Engels’s complicated double life as a fiscally conservative factory manager and nascent social revolutionist took on new complexity once he settled in Britain. Shortly after his arrival, he went into print for the first time as a political economist in order to take his adopted country to task for its seemingly “insatiable” quest for colonies—“You have civilized the ends of the earth to win their terrain for the deployment of your vile avarice”—and emphasis on the permanent material enrichment of its merchant classes. “The middle orders must increasingly disappear until the world is divided into millionaires and paupers, into large landowners and poor farm labourers,” Engels wrote, in terms that might well have been appropriated by a Democratic presidential hopeful in 2020.

Meanwhile, this same scourge of Victorian mercantile values and the exploitation of the laboring classes soon befriended a nineteen-year-old lathe operator at Ermen & Engels named Mary Burns. She was Irish and illiterate but evidently met his stringent aesthetic requirements of a partner. “I do not remember to have seen one [other] single, tall, well-built girl; they are all short, dumpy, and badly-formed, decidedly ugly in the whole development of the figure,” he later recalled of the firm’s female workforce.
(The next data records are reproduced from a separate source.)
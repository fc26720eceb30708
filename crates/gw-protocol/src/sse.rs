use bytes::Bytes;

#[derive(Debug, Clone, Default, PartialEq, Eq)]
pub struct SseEvent {
    pub event: Option<String>,
    pub data: String,
}

impl SseEvent {
    /// Re-serialize to wire form (`event: ...\ndata: ...\n\n`).
    pub fn encode(&self) -> String {
        let mut out = String::new();
        if let Some(event) = &self.event {
            out.push_str("event: ");
            out.push_str(event);
            out.push('\n');
        }
        for line in self.data.split('\n') {
            out.push_str("data: ");
            out.push_str(line);
            out.push('\n');
        }
        out.push('\n');
        out
    }
}

#[derive(Debug, Default)]
pub struct SseParser {
    buffer: String,
    event: Option<String>,
    data_lines: Vec<String>,
}

impl SseParser {
    pub fn new() -> Self {
        Self::default()
    }

    pub fn push_bytes(&mut self, chunk: &Bytes) -> Vec<SseEvent> {
        match std::str::from_utf8(chunk) {
            Ok(text) => self.push_str(text),
            Err(_) => Vec::new(),
        }
    }

    pub fn push_str(&mut self, chunk: &str) -> Vec<SseEvent> {
        self.buffer.push_str(chunk);
        let mut events = Vec::new();

        while let Some(pos) = self.buffer.find('\n') {
            let mut line = self.buffer[..pos].to_string();
            self.buffer.drain(..=pos);

            if line.ends_with('\r') {
                line.pop();
            }

            if line.is_empty() {
                self.finish_event(&mut events);
                continue;
            }

            if line.starts_with(':') {
                continue;
            }

            if let Some(value) = line.strip_prefix("event:") {
                let value = value.trim_start();
                self.event = if value.is_empty() {
                    None
                } else {
                    Some(value.to_string())
                };
                continue;
            }
            if line == "event" {
                self.event = None;
                continue;
            }

            if let Some(value) = line.strip_prefix("data:") {
                let value = value.trim_start();
                self.data_lines.push(value.to_string());
                continue;
            }
            if line == "data" {
                self.data_lines.push(String::new());
                continue;
            }
        }

        events
    }

    /// Flush any trailing partial event once the upstream stream ends.
    pub fn finish(&mut self) -> Vec<SseEvent> {
        let mut events = Vec::new();
        if !self.buffer.is_empty() {
            let mut line = std::mem::take(&mut self.buffer);
            if line.ends_with('\r') {
                line.pop();
            }
            if let Some(value) = line.strip_prefix("event:") {
                let value = value.trim_start();
                self.event = if value.is_empty() {
                    None
                } else {
                    Some(value.to_string())
                };
            } else if let Some(value) = line.strip_prefix("data:") {
                let value = value.trim_start();
                self.data_lines.push(value.to_string());
            }
        }
        self.finish_event(&mut events);
        events
    }

    fn finish_event(&mut self, events: &mut Vec<SseEvent>) {
        if self.event.is_none() && self.data_lines.is_empty() {
            return;
        }
        let data = self.data_lines.join("\n");
        events.push(SseEvent {
            event: self.event.take(),
            data,
        });
        self.data_lines.clear();
    }
}

#[cfg(test)]
mod tests {
    use super::*;

    #[test]
    fn parses_event_and_data_lines() {
        let mut parser = SseParser::new();
        let events = parser.push_str("event: message_start\ndata: {\"a\":1}\n\n");
        assert_eq!(events.len(), 1);
        assert_eq!(events[0].event.as_deref(), Some("message_start"));
        assert_eq!(events[0].data, "{\"a\":1}");
    }

    #[test]
    fn multi_line_data_is_joined_with_newline() {
        let mut parser = SseParser::new();
        let events = parser.push_str("data: line1\ndata: line2\n\n");
        assert_eq!(events[0].data, "line1\nline2");
    }

    #[test]
    fn finish_flushes_unterminated_event() {
        let mut parser = SseParser::new();
        assert!(parser.push_str("event: x\ndata: partial").is_empty());
        let events = parser.finish();
        assert_eq!(events.len(), 1);
        assert_eq!(events[0].data, "partial");
    }

    #[test]
    fn encode_round_trips_through_parser() {
        let event = SseEvent {
            event: Some("ping".to_string()),
            data: "{}".to_string(),
        };
        let mut parser = SseParser::new();
        let parsed = parser.push_str(&event.encode());
        assert_eq!(parsed[0], event);
    }
}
Their relationship lasted twenty-one years—during the course of which he stepped out with “literally scores” of other women, to Mary’s evident approval—until her death in 1863. They never married.
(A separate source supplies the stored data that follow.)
//! Gemini-CLI envelope ↔ OpenAI chat-completions, Gemini-CLI → OpenAI
//! direction. Contract: spec.md §4.10 "Gemini-CLI → OpenAI (request)"
//! and scenario S6.

use gw_protocol::gemini;
use gw_protocol::geminicli;
use gw_protocol::openai;
use gw_protocol::sse::SseEvent;
use serde_json::Value;

use crate::registry::{StreamState, TransformError};

pub fn transform_request(body: Value) -> Result<Value, TransformError> {
    let envelope: geminicli::Envelope = match serde_json::from_value(body) {
        Ok(envelope) => envelope,
        Err(error) => {
            tracing::warn!(event = "transform_parse_error", pair = "geminicli->openai", %error);
            return Ok(serde_json::json!({"model": "", "messages": []}));
        }
    };

    let mut messages = Vec::new();
    if let Some(system) = envelope.request.system_instruction {
        let text = join_text_parts(&system.parts);
        if !text.is_empty() {
            messages.push(openai::ChatMessage {
                role: "system".to_string(),
                content: Some(openai::MessageContent::Text(text)),
                tool_calls: None,
                tool_call_id: None,
                name: None,
            });
        }
    }

    // Most recent outstanding tool-call id, to pair a `functionResponse`
    // with the `tool_calls[]` entry that introduced it.
    let mut last_tool_call_id: Option<String> = None;
    let mut call_seq: u32 = 0;

    for content in envelope.request.contents {
        let role = match content.role.as_deref() {
            Some("model") => "assistant",
            Some(other) => other,
            None => "user",
        };

        let mut text = String::new();
        let mut image_parts = Vec::new();
        let mut tool_calls = Vec::new();

        for part in content.parts {
            if let Some(part_text) = part.text {
                text.push_str(&part_text);
            }
            if let Some(inline) = part.inline_data {
                image_parts.push(openai::ContentPart::ImageUrl {
                    image_url: openai::ImageUrl {
                        url: format!("data:{};base64,{}", inline.mime_type, inline.data),
                    },
                });
            }
            if let Some(call) = part.function_call {
                call_seq += 1;
                let id = format!("call_{}", base62_id(call_seq));
                tool_calls.push(openai::ToolCall {
                    id: id.clone(),
                    kind: "function".to_string(),
                    function: openai::FunctionCall {
                        name: call.name,
                        arguments: call.args.to_string(),
                    },
                });
                last_tool_call_id = Some(id);
            }
            if let Some(response) = part.function_response {
                let content_text = response
                    .response
                    .get("result")
                    .and_then(|v| v.as_str())
                    .map(|s| s.to_string())
                    .unwrap_or_else(|| response.response.to_string());
                messages.push(openai::ChatMessage {
                    role: "tool".to_string(),
                    content: Some(openai::MessageContent::Text(content_text)),
                    tool_calls: None,
                    tool_call_id: last_tool_call_id.clone(),
                    name: None,
                });
            }
        }

        if !tool_calls.is_empty() {
            messages.push(openai::ChatMessage {
                role: "assistant".to_string(),
                content: None,
                tool_calls: Some(tool_calls),
                tool_call_id: None,
                name: None,
            });
            continue;
        }

        if text.is_empty() && image_parts.is_empty() {
            continue;
        }

        let content_value = if image_parts.is_empty() {
            openai::MessageContent::Text(text)
        } else {
            let mut parts = image_parts;
            if !text.is_empty() {
                parts.insert(0, openai::ContentPart::Text { text });
            }
            openai::MessageContent::Parts(parts)
        };

        messages.push(openai::ChatMessage {
            role: role.to_string(),
            content: Some(content_value),
            tool_calls: None,
            tool_call_id: None,
            name: None,
        });
    }

    let tools = envelope.request.tools.map(|tools| {
        tools
            .into_iter()
            .flat_map(|tool| tool.function_declarations)
            .map(|decl| openai::ToolDefinition {
                kind: "function".to_string(),
                function: openai::FunctionDef {
                    name: decl.name,
                    description: decl.description,
                    parameters: decl.parameters.unwrap_or(Value::Object(Default::default())),
                },
            })
            .collect()
    });

    let (max_tokens, temperature, top_p, reasoning_effort) = envelope
        .request
        .generation_config
        .map(|config| {
            (
                config.max_output_tokens,
                config.temperature,
                config.top_p,
                config.thinking_config.map(map_reasoning_effort),
            )
        })
        .unwrap_or((None, None, None, None));

    let out = openai::ChatCompletionRequest {
        model: envelope.model,
        messages,
        max_tokens,
        max_completion_tokens: None,
        temperature,
        top_p,
        stream: None,
        tools,
        tool_choice: None,
        reasoning_effort,
    };

    Ok(serde_json::to_value(out)?)
}

fn map_reasoning_effort(config: gemini::ThinkingConfig) -> String {
    if config.include_thoughts == Some(false) {
        return "none".to_string();
    }
    match config.thinking_budget {
        Some(0) => "none".to_string(),
        Some(-1) => "auto".to_string(),
        Some(budget) if budget <= 1024 => "low".to_string(),
        Some(budget) if budget <= 8192 => "medium".to_string(),
        Some(_) => "high".to_string(),
        None => "medium".to_string(),
    }
}

fn join_text_parts(parts: &[gemini::Part]) -> String {
    parts
        .iter()
        .filter_map(|part| part.text.as_deref())
        .collect::<Vec<_>>()
        .join("\n")
}

/// Deterministic, non-colliding-within-a-request base62 id; real ids
/// only need to round-trip within one conversation's tool pairing.
fn base62_id(seq: u32) -> String {
    const ALPHABET: &[u8] = b"ABCDEFGHIJKLMNOPQRSTUVWXYZabcdefghijklmnopqrstuvwxyz0123456789";
    let mut value = seq as u64;
    let mut out = vec![b'0'; 24];
    for slot in out.iter_mut().rev() {
        *slot = ALPHABET[(value % 62) as usize];
        value /= 62;
    }
    String::from_utf8(out).unwrap()
}

pub fn transform_response(body: Value) -> Result<Value, TransformError> {
    // Gemini-CLI as a client is out of scope for response translation
    // in the required pairs (spec.md only mandates the request leg);
    // pass the provider's OpenAI response through as the envelope body.
    Ok(body)
}

/// Provider (OpenAI) SSE chunk → client (Gemini-CLI) stream frame.
/// Gemini's streaming wire has no `[DONE]` sentinel and no `event:`
/// line, just bare `data:` frames of `GenerateContentResponse`.
pub fn transform_stream_chunk(event: SseEvent, state: &mut StreamState) -> Vec<SseEvent> {
    if event.data.trim() == "[DONE]" {
        return Vec::new();
    }

    let Ok(chunk) = serde_json::from_str::<openai::ChatCompletionChunk>(&event.data) else {
        tracing::warn!(event = "transform_stream_parse_error", pair = "geminicli<-openai_stream");
        return Vec::new();
    };
    state.model.get_or_insert_with(|| chunk.model.clone());

    let Some(choice) = chunk.choices.into_iter().next() else {
        return Vec::new();
    };

    let mut parts = Vec::new();
    if let Some(text) = choice.delta.content {
        parts.push(gemini::Part::text(text));
    }
    for call in choice.delta.tool_calls.into_iter().flatten() {
        if let Some(name) = call.function.as_ref().and_then(|function| function.name.clone()) {
            parts.push(gemini::Part {
                function_call: Some(gemini::FunctionCall { name, args: serde_json::json!({}) }),
                ..Default::default()
            });
        }
    }

    if parts.is_empty() && choice.finish_reason.is_none() {
        return Vec::new();
    }

    let candidate = gemini::Candidate {
        content: gemini::Content { role: Some("model".to_string()), parts },
        finish_reason: choice.finish_reason.as_deref().map(map_gemini_finish_reason),
        index: 0,
    };

    let usage_metadata = chunk.usage.map(|usage| gemini::UsageMetadata {
        prompt_token_count: usage.prompt_tokens,
        candidates_token_count: usage.completion_tokens,
        cached_content_token_count: usage.prompt_tokens_details.map(|details| details.cached_tokens).unwrap_or(0),
        total_token_count: usage.total_tokens,
    });

    let response = gemini::GenerateContentResponse {
        candidates: vec![candidate],
        usage_metadata,
        model_version: state.model.clone(),
    };

    vec![SseEvent { event: None, data: serde_json::to_string(&response).unwrap_or_default() }]
}

fn map_gemini_finish_reason(reason: &str) -> String {
    match reason {
        "length" => "MAX_TOKENS".to_string(),
        "content_filter" => "SAFETY".to_string(),
        _ => "STOP".to_string(),
    }
}

#[cfg(test)]
mod stream_tests {
    use super::*;

    fn chunk(content: Option<&str>, finish_reason: Option<&str>) -> String {
        serde_json::to_string(&openai::ChatCompletionChunk {
            id: "chatcmpl-1".to_string(),
            model: "gpt-x".to_string(),
            choices: vec![openai::ChunkChoice {
                index: 0,
                delta: openai::ChatMessageDelta { content: content.map(|text| text.to_string()), ..Default::default() },
                finish_reason: finish_reason.map(|reason| reason.to_string()),
            }],
            usage: None,
        })
        .unwrap()
    }

    #[test]
    fn text_delta_becomes_candidate_part() {
        let mut state = StreamState::default();
        let out = transform_stream_chunk(SseEvent { event: None, data: chunk(Some("hi"), None) }, &mut state);
        assert_eq!(out.len(), 1);
        assert!(out[0].event.is_none());
        assert!(out[0].data.contains("\"text\":\"hi\""));
    }

    #[test]
    fn done_sentinel_yields_nothing() {
        let mut state = StreamState::default();
        let out = transform_stream_chunk(SseEvent { event: None, data: "[DONE]".to_string() }, &mut state);
        assert!(out.is_empty());
    }

    #[test]
    fn finish_reason_maps_to_gemini_stop() {
        let mut state = StreamState::default();
        let out = transform_stream_chunk(SseEvent { event: None, data: chunk(None, Some("stop")) }, &mut state);
        assert!(out[0].data.contains("\"finishReason\":\"STOP\""));
    }
}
Engels was a man of some energy and profound contradictions, then, often too restless to sit at table through a meal, instead “roaming around the room like a caged beast, shouting out about the economic inequities and social dislocation of the capitalist system,” to quote one Manchester guest. (Perhaps you had to be there.) In due course, Engels also formed a close relationship with Mary’s younger sister Lizzy, and the three of them kept home together. When polite society, and the Engels family, complained about this ménage, he simply established two separate households, one where he met business associates, and the other where he enjoyed the pleasures of the Burns sisters’ company.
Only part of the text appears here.